If you are in control of your profile, contact list and message history data,
for instance, you can switch between any chat app that has access to this data
at any time and continue conversations without missing a beat. Everyone can
use their own favorite chat apps to communicate without having to worry about
what everyone else is using.

Lock-in is suddenly no longer a thing.

I think this is the only way to achieve a truly robust marketplace of apps and
services that can compete on the strength of their value proposition to users,
rather than relying on the strength of their network effects to lock out new
players.

Of course, most profit driven corporations aren't going to be eager to adopt
this open ecosystem, at least until it gains enough traction that they no
longer have a choice.
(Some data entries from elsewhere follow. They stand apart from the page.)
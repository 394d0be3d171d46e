use std::path::Path;

use anyhow::Context as _;
use image::RgbaImage;
use image::imageops::FilterType;

use crate::foundation::error::{VidmarkError, VidmarkResult};
use crate::overlay::provider::{Layout, OverlayProvider, OverlayTexture};

/// Overlay from a raster image (PNG, JPEG, anything `image` decodes).
#[derive(Clone, Debug)]
pub struct ImageOverlay {
    image: RgbaImage,
    layout: Layout,
    opacity: f32,
    dims: Option<(u32, u32)>,
}

impl ImageOverlay {
    /// Decode the image at `path`.
    pub fn open(path: &Path, layout: Layout, opacity: f32) -> VidmarkResult<Self> {
        let bytes = std::fs::read(path)
            .with_context(|| format!("read overlay image '{}'", path.display()))?;
        let image = image::load_from_memory(&bytes)
            .with_context(|| format!("decode overlay image '{}'", path.display()))?
            .to_rgba8();
        Self::from_rgba(image, layout, opacity)
    }

    /// Use already decoded pixels.
    pub fn from_rgba(image: RgbaImage, layout: Layout, opacity: f32) -> VidmarkResult<Self> {
        layout.validate()?;
        if image.width() == 0 || image.height() == 0 {
            return Err(VidmarkError::validation("overlay image is empty"));
        }
        tracing::debug!(width = image.width(), height = image.height(), ?layout, "overlay image loaded");
        Ok(Self {
            image,
            layout,
            opacity: opacity.clamp(0.0, 1.0),
            dims: None,
        })
    }
}

impl OverlayProvider for ImageOverlay {
    fn set_dimensions(&mut self, width: u32, height: u32) -> VidmarkResult<()> {
        self.dims = Some((width, height));
        Ok(())
    }

    fn provide(&mut self) -> VidmarkResult<OverlayTexture> {
        let (width, height) = self
            .dims
            .ok_or_else(|| VidmarkError::configuration("overlay dimensions not set"))?;
        let mut texture = OverlayTexture::transparent(width, height)?;
        texture.opacity = self.opacity;
        let rect = self
            .layout
            .rect(width, height, self.image.width(), self.image.height());
        let scaled = if (rect.width, rect.height) == self.image.dimensions() {
            self.image.clone()
        } else {
            image::imageops::resize(&self.image, rect.width, rect.height, FilterType::Triangle)
        };
        texture.blit(rect, scaled.as_raw())?;
        Ok(texture)
    }
}

#[cfg(test)]
#[path = "../../tests/unit/overlay/bitmap.rs"]
mod tests;
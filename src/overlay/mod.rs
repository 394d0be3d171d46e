pub(crate) mod bitmap;
pub(crate) mod provider;
pub(crate) mod vector;
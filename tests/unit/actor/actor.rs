use std::sync::atomic::{AtomicUsize, Ordering};
use std::sync::Arc;
use std::time::{Duration, Instant};

use super::*;

#[test]
fn tasks_run_in_submission_order() {
    let actor = Actor::spawn("order", Vec::<u32>::new()).unwrap();
    for i in 0..100 {
        actor.submit(move |log| log.push(i));
    }
    let log = actor.call(|log| log.clone()).unwrap();
    assert_eq!(log, (0..100).collect::<Vec<_>>());
    actor.shutdown();
}

#[test]
fn equal_delays_keep_submission_order() {
    let actor = Actor::spawn("delays", Vec::<u32>::new()).unwrap();
    for i in 0..10 {
        actor.submit_delayed(move |log| log.push(i), Duration::from_millis(20));
    }
    actor.wait_idle();
    let log = actor.call(|log| log.clone()).unwrap();
    assert_eq!(log, (0..10).collect::<Vec<_>>());
    actor.shutdown();
}

#[test]
fn delayed_task_runs_after_immediate_ones() {
    let actor = Actor::spawn("mixed", Vec::<&'static str>::new()).unwrap();
    let started = Instant::now();
    actor.submit_delayed(|log| log.push("late"), Duration::from_millis(30));
    actor.submit(|log| log.push("now"));
    actor.wait_idle();
    assert!(started.elapsed() >= Duration::from_millis(30));
    assert_eq!(actor.call(|log| log.clone()).unwrap(), vec!["now", "late"]);
    actor.shutdown();
}

#[test]
fn tasks_never_overlap() {
    let actor = SerialActor::serial("overlap").unwrap();
    let active = Arc::new(AtomicUsize::new(0));
    let max_seen = Arc::new(AtomicUsize::new(0));
    let submitters: Vec<_> = (0..4)
        .map(|_| {
            let actor = actor.clone();
            let active = Arc::clone(&active);
            let max_seen = Arc::clone(&max_seen);
            std::thread::spawn(move || {
                for _ in 0..50 {
                    let active = Arc::clone(&active);
                    let max_seen = Arc::clone(&max_seen);
                    actor.submit(move |_| {
                        let now = active.fetch_add(1, Ordering::SeqCst) + 1;
                        max_seen.fetch_max(now, Ordering::SeqCst);
                        std::thread::yield_now();
                        active.fetch_sub(1, Ordering::SeqCst);
                    });
                }
            })
        })
        .collect();
    for s in submitters {
        s.join().unwrap();
    }
    actor.wait_idle();
    assert_eq!(max_seen.load(Ordering::SeqCst), 1);
    actor.shutdown();
}

#[test]
fn cancel_removes_pending_task() {
    let actor = Actor::spawn("cancel", 0u32).unwrap();
    let id = actor.submit_delayed(|n| *n += 1, Duration::from_secs(60));
    assert!(actor.cancel(id));
    assert!(!actor.cancel(id));
    actor.wait_idle();
    assert_eq!(actor.call(|n| *n).unwrap(), 0);
    actor.shutdown();
}

#[test]
fn panicking_task_does_not_kill_worker() {
    let actor = Actor::spawn("panics", 0u32).unwrap();
    actor.submit(|_| panic!("task failure"));
    actor.submit(|n| *n += 1);
    assert_eq!(actor.call(|n| *n).unwrap(), 1);
    actor.shutdown();
}

#[test]
fn shutdown_drops_pending_and_ignores_later_posts() {
    let actor = Actor::spawn("shutdown", 0u32).unwrap();
    let ran = Arc::new(AtomicUsize::new(0));
    let flag = Arc::clone(&ran);
    actor.submit_delayed(
        move |_| {
            flag.fetch_add(1, Ordering::SeqCst);
        },
        Duration::from_secs(60),
    );
    actor.shutdown();
    actor.shutdown();
    assert!(actor.is_shut_down());
    actor.submit(|n| *n += 1);
    assert!(actor.call(|n| *n).is_none());
    assert_eq!(ran.load(Ordering::SeqCst), 0);
}

#[test]
fn call_from_actor_thread_does_not_deadlock() {
    let actor = Actor::spawn("reentrant", 0u32).unwrap();
    let inner = actor.clone();
    let result = actor.call(move |_| (inner.is_current(), inner.call(|n| *n))).unwrap();
    assert_eq!(result, (true, None));
    assert!(!actor.is_current());
    actor.shutdown();
}

#[test]
fn shutdown_from_task_does_not_self_join() {
    let actor = Actor::spawn("self-stop", ()).unwrap();
    let inner = actor.clone();
    actor.submit(move |_| inner.shutdown());
    let deadline = Instant::now() + Duration::from_secs(5);
    while !actor.is_shut_down() && Instant::now() < deadline {
        std::thread::sleep(Duration::from_millis(1));
    }
    assert!(actor.is_shut_down());
    actor.shutdown();
}

#[test]
fn drain_discards_pending_tasks() {
    let actor = Actor::spawn("drain", 0u32).unwrap();
    actor.submit_delayed(|n| *n += 1, Duration::from_secs(60));
    actor.submit_delayed(|n| *n += 1, Duration::from_secs(60));
    assert_eq!(actor.drain(), 2);
    actor.wait_idle();
    assert_eq!(actor.call(|n| *n).unwrap(), 0);
    assert_eq!(actor.drain(), 0);
    actor.shutdown();
}

#[test]
fn drained_delayed_task_never_runs() {
    let actor = Actor::spawn("drain-delayed", 0u32).unwrap();
    let ran = Arc::new(AtomicUsize::new(0));
    let flag = Arc::clone(&ran);
    actor.submit_delayed(
        move |_| {
            flag.fetch_add(1, Ordering::SeqCst);
        },
        Duration::from_millis(50),
    );
    let started = Instant::now();
    assert_eq!(actor.drain(), 1);
    assert!(started.elapsed() < Duration::from_millis(50));
    std::thread::sleep(Duration::from_millis(120));
    assert_eq!(ran.load(Ordering::SeqCst), 0);
    actor.shutdown();
}

#[test]
fn dropping_the_last_handle_stops_the_worker() {
    let actor = Actor::spawn("dropped", 0u32).unwrap();
    let clone = actor.clone();
    drop(actor);
    assert!(!clone.is_shut_down());
    assert_eq!(clone.call(|n| *n), Some(0));

    let shared = Arc::downgrade(&clone.shared);
    drop(clone);
    assert!(shared.upgrade().is_none(), "worker joined and released its reference");
}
So the burden is on independent and open-source
developers to first create experiences on top of this open ecosystem that
could be compelling enough to draw users away from the proprietary silos.

I'd love to see this happen, and do plan to build apps that leverage open data
systems like Solid myself, but it's definitely going to be an uphill battle,
unfortunately.

P.S. replikativ [1] is another lesser known project that has similar
ambitions, though it only provides the decentralized data piece of the puzzle
at the moment.

[1]
[https://github.com/replikativ/replikativ](https://github.com/replikativ/replikativ)

------
sdegutis
Some relevant things:

Solid on Github: [https://github.com/solid/](https://github.com/solid/)

Solid server on top of the file-system in NodeJS:
[https://github.com/solid/node-solid-server](https://github.com/solid/node-
solid-server)

Plume[1]: [https://github.com/deiu/solid-plume](https://github.com/deiu/solid-
plume)

[1] _Plume is a 100% client-side blogging platform, built using Solid
standards, in which data is decoupled from the application itself. This means
that you can host the application on any Web server, without having to install
anything -- no database, no messing around with Node.js, it has 0
dependencies! It also means that other similar applications will be able to
reuse the data resulting from your posts, without having to go through a
complicated API._

------
wodenokoto
I feel like the description of this is either so high-level that it doesn't
make sense, or too close to the ground to really get an idea about what it is.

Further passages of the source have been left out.